The Political Economy of Jus Cogens
Stephan, Paul B., Vanderbilt Journal of Transnational Law
This Article examines the basis of an asserted jus cogens exception to sovereign immunity. It demonstrates that the vision of jus cogens one embraces depends on background assumptions about the present and future of the international system. A robust conception of jus cogens assumes: (1) that independent judges and tribunals, informed by the views of non-state actors, can identify core international obligations and manage their tradeoffs with other values pursued by the international legal system, and (2) that the actions of independent judges and tribunals, informed by non-state actors, will influence state behavior. Doubts about the abilities of judges and tribunals, or fear about the rise of powerful and authoritarian actors in the international system, leads to a much narrower role for jus cogens, and thus broader sovereign immunity.

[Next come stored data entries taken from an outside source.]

//! Story generation backends.
//!
//! The [`StoryBackend`] trait is the seam between the interaction controller
//! and whatever produces story text. [`Storyteller`] is the Gemini-backed
//! implementation; `testing::MockBackend` is the deterministic one.
//!
//! Failures are values: a backend returns `Err(EngineError)` rather than an
//! error message dressed up as story content, so callers can always tell a
//! story apart from a failure.

use std::pin::Pin;

use async_trait::async_trait;
use futures::{Stream, StreamExt};
use thiserror::Error;
use tracing::debug;

use crate::history::{Role, Turn};
use crate::prompt::STORYTELLER_INSTRUCTION;

/// Errors from a story backend.
#[derive(Debug, Error)]
pub enum EngineError {
    #[error("Gemini API error: {0}")]
    Api(#[from] gemini::Error),

    #[error("Stream error: {0}")]
    Stream(String),

    #[error("The model returned an empty response")]
    EmptyResponse,

    #[error("No API key configured - set GEMINI_API_KEY environment variable")]
    NoApiKey,
}

/// A finite, non-restartable sequence of text fragments. Concatenating every
/// fragment in arrival order reproduces the batch-mode result.
pub type StoryStream = Pin<Box<dyn Stream<Item = Result<String, EngineError>> + Send>>;

/// One generation request: the composed prompt plus the prior turns replayed
/// as conversation context.
#[derive(Debug, Clone)]
pub struct StoryRequest {
    pub effective_prompt: String,
    pub history: Vec<Turn>,
}

impl StoryRequest {
    pub fn new(effective_prompt: impl Into<String>) -> Self {
        Self {
            effective_prompt: effective_prompt.into(),
            history: Vec::new(),
        }
    }

    pub fn with_history(mut self, history: Vec<Turn>) -> Self {
        self.history = history;
        self
    }
}

/// Produces story text for composed prompts.
#[async_trait]
pub trait StoryBackend: Send + Sync {
    /// Generate the full story, blocking until it is complete.
    async fn generate(&self, request: StoryRequest) -> Result<String, EngineError>;

    /// Generate the story as a stream of text fragments. The caller must
    /// consume the stream to completion to obtain the final text.
    async fn generate_stream(&self, request: StoryRequest) -> Result<StoryStream, EngineError>;
}

/// Configuration for the Gemini-backed storyteller.
#[derive(Debug, Clone)]
pub struct StorytellerConfig {
    /// The model to use (defaults to the client's default).
    pub model: Option<String>,

    /// Maximum tokens for generated stories.
    pub max_output_tokens: usize,

    /// Temperature for generation.
    pub temperature: Option<f32>,

    /// System instruction override.
    pub custom_system_prompt: Option<String>,
}

impl Default for StorytellerConfig {
    fn default() -> Self {
        Self {
            model: None,
            max_output_tokens: 4096,
            temperature: Some(0.9),
            custom_system_prompt: None,
        }
    }
}

impl StorytellerConfig {
    pub fn with_model(mut self, model: impl Into<String>) -> Self {
        self.model = Some(model.into());
        self
    }

    pub fn with_max_output_tokens(mut self, tokens: usize) -> Self {
        self.max_output_tokens = tokens;
        self
    }

    pub fn with_temperature(mut self, temperature: f32) -> Self {
        self.temperature = Some(temperature);
        self
    }

    pub fn with_system_prompt(mut self, prompt: impl Into<String>) -> Self {
        self.custom_system_prompt = Some(prompt.into());
        self
    }
}

/// The Gemini-backed storyteller.
pub struct Storyteller {
    client: gemini::Gemini,
    config: StorytellerConfig,
}

impl Storyteller {
    /// Create a storyteller with an API key.
    pub fn new(api_key: impl Into<String>) -> Self {
        Self {
            client: gemini::Gemini::new(api_key),
            config: StorytellerConfig::default(),
        }
    }

    /// Create a storyteller from the GEMINI_API_KEY environment variable.
    pub fn from_env() -> Result<Self, EngineError> {
        let client = gemini::Gemini::from_env().map_err(|_| EngineError::NoApiKey)?;
        Ok(Self {
            client,
            config: StorytellerConfig::default(),
        })
    }

    /// Configure the storyteller.
    pub fn with_config(mut self, config: StorytellerConfig) -> Self {
        self.config = config;
        self
    }

    fn system_prompt(&self) -> &str {
        self.config
            .custom_system_prompt
            .as_deref()
            .unwrap_or(STORYTELLER_INSTRUCTION)
    }

    fn build_request(&self, request: &StoryRequest) -> gemini::Request {
        let mut contents: Vec<gemini::Content> = request
            .history
            .iter()
            .map(|turn| match turn.role {
                Role::User => gemini::Content::user(&turn.content),
                Role::Assistant => gemini::Content::model(&turn.content),
            })
            .collect();
        contents.push(gemini::Content::user(&request.effective_prompt));

        let mut api_request = gemini::Request::new(contents)
            .with_system(self.system_prompt())
            .with_max_output_tokens(self.config.max_output_tokens);

        if let Some(ref model) = self.config.model {
            api_request = api_request.with_model(model);
        }
        if let Some(temperature) = self.config.temperature {
            api_request = api_request.with_temperature(temperature);
        }

        api_request
    }
}

#[async_trait]
impl StoryBackend for Storyteller {
    async fn generate(&self, request: StoryRequest) -> Result<String, EngineError> {
        debug!(
            prompt_len = request.effective_prompt.len(),
            history_turns = request.history.len(),
            "requesting story"
        );

        let response = self.client.complete(self.build_request(&request)).await?;
        let story = response.text();
        if story.is_empty() {
            return Err(EngineError::EmptyResponse);
        }

        debug!(story_len = story.len(), "story received");
        Ok(story)
    }

    async fn generate_stream(&self, request: StoryRequest) -> Result<StoryStream, EngineError> {
        debug!(
            prompt_len = request.effective_prompt.len(),
            history_turns = request.history.len(),
            "requesting story stream"
        );

        let events = self.client.stream(self.build_request(&request)).await?;

        let fragments = events.filter_map(|event| {
            futures::future::ready(match event {
                Ok(gemini::StreamEvent::TextDelta { text }) => Some(Ok(text)),
                Ok(gemini::StreamEvent::Finished { .. }) => None,
                Ok(gemini::StreamEvent::Error { message }) => {
                    Some(Err(EngineError::Stream(message)))
                }
                Err(e) => Some(Err(EngineError::Api(e))),
            })
        });

        Ok(Box::pin(fragments))
    }
}

#[cfg(test)]
mod tests {
    use super::*;

    #[test]
    fn test_config_builder() {
        let config = StorytellerConfig::default()
            .with_model("gemini-2.0-flash")
            .with_max_output_tokens(2048)
            .with_temperature(0.5);

        assert_eq!(config.model.as_deref(), Some("gemini-2.0-flash"));
        assert_eq!(config.max_output_tokens, 2048);
        assert_eq!(config.temperature, Some(0.5));
    }

    #[test]
    fn test_default_system_prompt() {
        let storyteller = Storyteller::new("test-key");
        assert!(storyteller.system_prompt().contains("master storyteller"));

        let custom = Storyteller::new("test-key")
            .with_config(StorytellerConfig::default().with_system_prompt("Be terse."));
        assert_eq!(custom.system_prompt(), "Be terse.");
    }

    #[test]
    fn test_build_request_replays_history() {
        let storyteller = Storyteller::new("test-key");
        let request = StoryRequest::new("Tell me more")
            .with_history(vec![
                Turn::user("Tell me a story", 0),
                Turn::assistant("Once upon a time.", 1),
            ]);

        let api_request = storyteller.build_request(&request);
        assert_eq!(api_request.contents.len(), 3);
        assert_eq!(api_request.contents[0].role, gemini::Role::User);
        assert_eq!(api_request.contents[1].role, gemini::Role::Model);
        assert_eq!(api_request.contents[2].text(), "Tell me more");
        assert!(api_request.system.is_some());
    }
}
//! Color theme and styling for the Storyteller TUI

use ratatui::style::{Color, Modifier, Style};

/// UI color theme
#[derive(Debug, Clone)]
pub struct StoryTheme {
    // Base colors
    pub foreground: Color,
    pub border: Color,
    pub border_focused: Color,

    // Text colors
    pub prompt_text: Color,
    pub story_text: Color,
    pub meta_text: Color,
    pub system_text: Color,
    pub error_text: Color,
    pub accent: Color,
}

impl Default for StoryTheme {
    fn default() -> Self {
        Self {
            foreground: Color::White,
            border: Color::DarkGray,
            border_focused: Color::Cyan,

            prompt_text: Color::Cyan,
            story_text: Color::White,
            meta_text: Color::Yellow,
            system_text: Color::DarkGray,
            error_text: Color::LightRed,
            accent: Color::Magenta,
        }
    }
}

impl StoryTheme {
    /// Style for user prompts
    pub fn prompt_style(&self) -> Style {
        Style::default()
            .fg(self.prompt_text)
            .add_modifier(Modifier::ITALIC)
    }

    /// Style for generated story text
    pub fn story_style(&self) -> Style {
        Style::default().fg(self.story_text)
    }

    /// Style for in-flight streaming text
    pub fn streaming_style(&self) -> Style {
        Style::default()
            .fg(self.story_text)
            .add_modifier(Modifier::DIM)
    }

    /// Style for entry metadata (sequence, genre, length)
    pub fn meta_style(&self) -> Style {
        Style::default()
            .fg(self.meta_text)
            .add_modifier(Modifier::BOLD)
    }

    /// Style for system messages
    pub fn system_style(&self) -> Style {
        Style::default()
            .fg(self.system_text)
            .add_modifier(Modifier::DIM)
    }

    /// Style for error messages - visually distinct from story content
    pub fn error_style(&self) -> Style {
        Style::default()
            .fg(self.error_text)
            .add_modifier(Modifier::BOLD)
    }

    /// Style for the active value of a selector
    pub fn selector_style(&self) -> Style {
        Style::default()
            .fg(self.accent)
            .add_modifier(Modifier::BOLD)
    }

    /// Get border style
    pub fn border_style(&self, focused: bool) -> Style {
        Style::default().fg(if focused {
            self.border_focused
        } else {
            self.border
        })
    }

    /// Title bar style
    pub fn title_style(&self) -> Style {
        Style::default()
            .fg(self.foreground)
            .add_modifier(Modifier::BOLD)
    }
}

TABLE OF CONTENTS I. JUS COGENS BEFORE THE INTERNATIONAL COURT OF JUSTICE II. THE EMERGENCE OF THE JUS COGENS CONCEPT III. A FUNCTIONAL ANALYSIS OF JUS COGENS A. Jus Cogens as a Sword B. Jus Cogens as a Shield IV. CONCLUSION
A deep tension exists between sovereign immunity and the contemporary jus cogens doctrine. On the one hand, all states recognize that subjecting a foreign sovereign to another state's legal process, in the absence of consent, flies in the face of an international system based on sovereign independence. In an earlier era it was a lawful cause for war. (1) On the other hand, since World War II there has grown an idea that violations of human rights cannot go unpunished. In the last two decades, abhorrence of impunity has migrated to the concept of jus cogens, the idea that certain norms of international law are so compelling that sovereign immunity falls away. The jus cogens concept does double duty: it both legitimizes an exercise of judicial power that would otherwise violate the settled norms of international law, and forbids sovereigns from immunizing conduct that transgresses a jus cogens norm.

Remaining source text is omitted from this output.